A recent paper, Mathematical Discoveries from Program Search with Large Language Models, introduces FunSearch, a novel approach that redefines how we solve complex mathematical and computational problems. Instead of searching for solutions directly, FunSearch searches for functions that describe how to solve a problem. These functions are essentially programs that encode the structure and logic of the underlying problem. Rather than merely presenting a result, these programs articulate the logical process behind the solution. By evaluating a program across a range of inputs, its effectiveness in solving the problem can be assessed.

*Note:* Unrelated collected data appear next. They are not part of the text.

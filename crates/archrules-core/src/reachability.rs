//! Bounded usage reachability from entry-point classes.
//!
//! A target class is *reachable* when an entry-point class accesses it
//! directly, or accesses a class that accesses it (two hops). The bound is
//! intentional: deeper call chains are not followed.
//!
//! Class-literal references (`Target.class`) are only seen when the model
//! records them as accesses of a field named `class`. A target referenced
//! solely through an unrecorded class literal is not detected.

use crate::hierarchy;
use crate::model::{JavaAccess, JavaClass};
use crate::predicate::DescribedPredicate;

/// Name of the synthetic field class literals are recorded against.
pub const CLASS_LITERAL_FIELD: &str = "class";

/// Reachability from classes matching an entry-point predicate.
#[derive(Debug, Clone)]
pub struct ReachabilityAnalysis {
    entry_point: DescribedPredicate<JavaClass>,
}

impl ReachabilityAnalysis {
    /// Creates an analysis for the given entry-point capability.
    #[must_use]
    pub fn new(entry_point: DescribedPredicate<JavaClass>) -> Self {
        Self { entry_point }
    }

    /// Entry points implementing an interface, e.g. `org.gradle.api.Plugin`.
    #[must_use]
    pub fn assignable_to(type_name: &'static str) -> Self {
        Self::new(DescribedPredicate::new(type_name, move |c: &JavaClass| {
            c.is_assignable_to(type_name)
        }))
    }

    fn is_entry_point(&self, class: &JavaClass) -> bool {
        self.entry_point.test(class)
    }

    /// Returns `true` if an entry point reaches `target` within two hops,
    /// or through a recorded class-literal access.
    #[must_use]
    pub fn is_reachable(&self, target: &JavaClass) -> bool {
        let direct_or_one_hop = target.accesses_to_self().iter().any(|access| {
            let origin = access.origin_owner();
            self.is_entry_point(&origin)
                || origin
                    .accesses_to_self()
                    .iter()
                    .any(|outer| self.is_entry_point(&outer.origin_owner()))
        });
        if direct_or_one_hop {
            return true;
        }

        hierarchy::class_hierarchy(target)
            .iter()
            .flat_map(JavaClass::accesses_to_self)
            .filter(is_class_literal_access)
            .any(|access| self.is_entry_point(&access.origin_owner()))
    }

    /// Predicate form, described as `referenced from <entry point>`.
    #[must_use]
    pub fn predicate(&self) -> DescribedPredicate<JavaClass> {
        let analysis = self.clone();
        DescribedPredicate::new(
            format!("referenced from {}", self.entry_point.description()),
            move |c: &JavaClass| analysis.is_reachable(c),
        )
    }
}

fn is_class_literal_access(access: &JavaAccess) -> bool {
    access.kind().is_field_access() && access.target().name() == CLASS_LITERAL_FIELD
}

/// Shorthand for [`ReachabilityAnalysis::predicate`].
#[must_use]
pub fn referenced_from(entry_point: DescribedPredicate<JavaClass>) -> DescribedPredicate<JavaClass> {
    ReachabilityAnalysis::new(entry_point).predicate()
}
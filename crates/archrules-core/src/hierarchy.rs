//! Transitive class-hierarchy traversal and member search.

use std::collections::{HashSet, VecDeque};

use crate::model::{JavaClass, JavaField, JavaMethod};
use crate::predicate::DescribedPredicate;

/// The class, its superclasses up to the root, then every implemented or
/// extended interface (breadth first). Each class appears once.
///
/// Stub ancestors appear by name but contribute no further ancestors.
#[must_use]
pub fn class_hierarchy(class: &JavaClass) -> Vec<JavaClass> {
    let mut seen = HashSet::new();
    let mut out = Vec::new();

    let mut current = Some(class.clone());
    while let Some(c) = current {
        if !seen.insert(c.id()) {
            break;
        }
        current = c.superclass();
        out.push(c);
    }

    let mut queue: VecDeque<JavaClass> = out.iter().flat_map(JavaClass::interfaces).collect();
    while let Some(interface) = queue.pop_front() {
        if seen.insert(interface.id()) {
            queue.extend(interface.interfaces());
            out.push(interface);
        }
    }
    out
}

/// Members that can be searched across a hierarchy.
pub trait HierarchyMember: Sized + 'static {
    /// Plural noun used in descriptions (`methods`, `fields`).
    const PLURAL: &'static str;

    /// Members declared directly on `class`.
    fn declared_in(class: &JavaClass) -> Vec<Self>;
}

impl HierarchyMember for JavaMethod {
    const PLURAL: &'static str = "methods";

    fn declared_in(class: &JavaClass) -> Vec<Self> {
        class.methods()
    }
}

impl HierarchyMember for JavaField {
    const PLURAL: &'static str = "fields";

    fn declared_in(class: &JavaClass) -> Vec<Self> {
        class.fields()
    }
}

/// All members of kind `M` declared by the class or any ancestor.
#[must_use]
pub fn all_members<M: HierarchyMember>(class: &JavaClass) -> Vec<M> {
    class_hierarchy(class)
        .iter()
        .flat_map(M::declared_in)
        .collect()
}

/// Returns `true` as soon as a member anywhere in the hierarchy matches.
#[must_use]
pub fn contains_member_in_hierarchy<M: HierarchyMember>(
    class: &JavaClass,
    predicate: &DescribedPredicate<M>,
) -> bool {
    class_hierarchy(class)
        .iter()
        .any(|c| M::declared_in(c).iter().any(|m| predicate.test(m)))
}

/// `contain any <members> that <p>`, searching the whole hierarchy.
#[must_use]
pub fn contain_any_members_in_class_hierarchy_that<M: HierarchyMember>(
    predicate: DescribedPredicate<M>,
) -> DescribedPredicate<JavaClass> {
    let description = format!("contain any {} that {}", M::PLURAL, predicate.description());
    DescribedPredicate::new(description, move |class: &JavaClass| {
        contains_member_in_hierarchy(class, &predicate)
    })
}

/// `contain any methods that <p>`, searching the whole hierarchy.
#[must_use]
pub fn contain_any_methods_in_class_hierarchy_that(
    predicate: DescribedPredicate<JavaMethod>,
) -> DescribedPredicate<JavaClass> {
    contain_any_members_in_class_hierarchy_that(predicate)
}

/// `contain any fields that <p>`, searching the whole hierarchy.
#[must_use]
pub fn contain_any_fields_in_class_hierarchy_that(
    predicate: DescribedPredicate<JavaField>,
) -> DescribedPredicate<JavaClass> {
    contain_any_members_in_class_hierarchy_that(predicate)
}

/// `contain any methods that <p>`, declared members only.
#[must_use]
pub fn contain_any_methods_that(
    predicate: DescribedPredicate<JavaMethod>,
) -> DescribedPredicate<JavaClass> {
    let description = format!("contain any methods that {}", predicate.description());
    DescribedPredicate::new(description, move |class: &JavaClass| {
        class.methods().iter().any(|m| predicate.test(m))
    })
}

/// `contain any code units that <p>`: declared methods, constructors and
/// static initializers.
#[must_use]
pub fn contain_any_code_units_that(
    predicate: DescribedPredicate<JavaMethod>,
) -> DescribedPredicate<JavaClass> {
    let description = format!("contain any code units that {}", predicate.description());
    DescribedPredicate::new(description, move |class: &JavaClass| {
        class.code_units().iter().any(|m| predicate.test(m))
    })
}

/// `contain any fields that <p>`, declared members only.
#[must_use]
pub fn contain_any_fields_that(
    predicate: DescribedPredicate<JavaField>,
) -> DescribedPredicate<JavaClass> {
    let description = format!("contain any fields that {}", predicate.description());
    DescribedPredicate::new(description, move |class: &JavaClass| {
        class.fields().iter().any(|f| predicate.test(f))
    })
}

#[cfg(test)]
mod tests {
    use super::*;
    use crate::model::{ClassDto, ClassGraph, ClassKind, FieldDto, MethodDto, ModelDocument};

    fn graph() -> ClassGraph {
        ClassGraph::from_document(
            ModelDocument::new()
                .with_class(
                    ClassDto::new("p.Leaf")
                        .extending("p.Middle")
                        .implementing("p.Named")
                        .with_method(MethodDto::new("leaf")),
                )
                .with_class(
                    ClassDto::new("p.Middle")
                        .extending("p.Root")
                        .with_field(FieldDto::new("middleField", "int")),
                )
                .with_class(
                    ClassDto::new("p.Root")
                        .extending("external.Base")
                        .implementing("p.Named"),
                )
                .with_class(
                    ClassDto::new("p.Named")
                        .with_kind(ClassKind::Interface)
                        .implementing("p.Marker")
                        .with_method(MethodDto::new("getName").returning("java.lang.String")),
                )
                .with_class(
                    ClassDto::new("p.Marker")
                        .with_kind(ClassKind::Interface)
                        .with_method(MethodDto::new("mark")),
                )
                .with_class(ClassDto::new("p.Alone")),
        )
        .unwrap()
    }

    fn named(name: &'static str) -> DescribedPredicate<JavaMethod> {
        DescribedPredicate::new(format!("named {name}"), move |m: &JavaMethod| m.name() == name)
    }

    #[test]
    fn hierarchy_order_is_superclasses_then_interfaces() {
        let g = graph();
        let names: Vec<String> = class_hierarchy(&g.get("p.Leaf").unwrap())
            .iter()
            .map(|c| c.name().to_string())
            .collect();
        assert_eq!(
            names,
            vec!["p.Leaf", "p.Middle", "p.Root", "external.Base", "p.Named", "p.Marker"]
        );
    }

    #[test]
    fn finds_members_declared_on_ancestors() {
        let g = graph();
        let leaf = g.get("p.Leaf").unwrap();
        assert!(contains_member_in_hierarchy(&leaf, &named("leaf")));
        assert!(contains_member_in_hierarchy(&leaf, &named("getName")));
        assert!(contains_member_in_hierarchy(&leaf, &named("mark")));
        assert!(!contains_member_in_hierarchy(&leaf, &named("missing")));

        let with_field = contain_any_fields_in_class_hierarchy_that(DescribedPredicate::new(
            "named middleField",
            |f: &JavaField| f.name() == "middleField",
        ));
        assert!(with_field.test(&leaf));
        assert_eq!(with_field.description(), "contain any fields that named middleField");
    }

    #[test]
    fn class_without_ancestors_or_members_never_matches() {
        let g = graph();
        let alone = g.get("p.Alone").unwrap();
        let any = DescribedPredicate::<JavaMethod>::always_true("anything");
        assert!(!contains_member_in_hierarchy(&alone, &any));
    }

    #[test]
    fn declared_only_search_ignores_ancestors() {
        let g = graph();
        let leaf = g.get("p.Leaf").unwrap();
        assert!(!contain_any_methods_that(named("mark")).test(&leaf));
        assert!(contain_any_methods_in_class_hierarchy_that(named("mark")).test(&leaf));
        assert_eq!(all_members::<JavaMethod>(&leaf).len(), 3);
    }

    #[test]
    fn code_unit_search_includes_constructors() {
        let g = ClassGraph::from_document(
            ModelDocument::new().with_class(
                ClassDto::new("p.Only").with_method(MethodDto::constructor()),
            ),
        )
        .unwrap();
        let only = g.get("p.Only").unwrap();
        let any = DescribedPredicate::<JavaMethod>::always_true("anything");
        assert!(!contain_any_methods_that(any.clone()).test(&only));
        let code_units = contain_any_code_units_that(any);
        assert!(code_units.test(&only));
        assert_eq!(code_units.description(), "contain any code units that anything");
    }
}
//! Reusable predicates over model entities.
//!
//! Descriptions are phrased to read naturally after `classes that ...` or
//! `should ...`, e.g. `reside in a package that is annotated with @NullMarked`.

pub mod access;
pub mod annotated;
pub mod class;
pub mod dependency;
pub mod member;

pub use annotated::{annotated_with, annotated_with_any, annotated_with_where, meta_annotated_with};
pub use member::{declared_in, modifier, name, name_starting_with};

/// Simple name of a binary type name, used in descriptions.
pub(crate) fn simple(type_name: &str) -> &str {
    let after_package = type_name.rfind('.').map_or(type_name, |i| &type_name[i + 1..]);
    after_package
        .rfind('$')
        .map_or(after_package, |i| &after_package[i + 1..])
}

Large language models (LLMs) have demonstrated remarkable proficiency in generating code, making them well-suited for producing such programs. However, they suffer from hallucinations—producing incorrect or unverifiable outputs. LLMs also struggle to move beyond known examples, often generating solutions that resemble patterns from their training data rather than discovering genuinely new insights.The FunSearch paper demonstrated that combining LLMs with evolutionary algorithms can overcome these limitations, systematically explore vast function spaces, and achieve groundbreaking discoveries in two NP-hard problems: the Cap Set problem and Online Bin Packing.

FunSearch depends on a few key aspects:

Pre-trained (frozen) LLM: Codey, an LLM built on top of the PaLM2 model family, fine-tuned on a large corpous of code is used to sample a program.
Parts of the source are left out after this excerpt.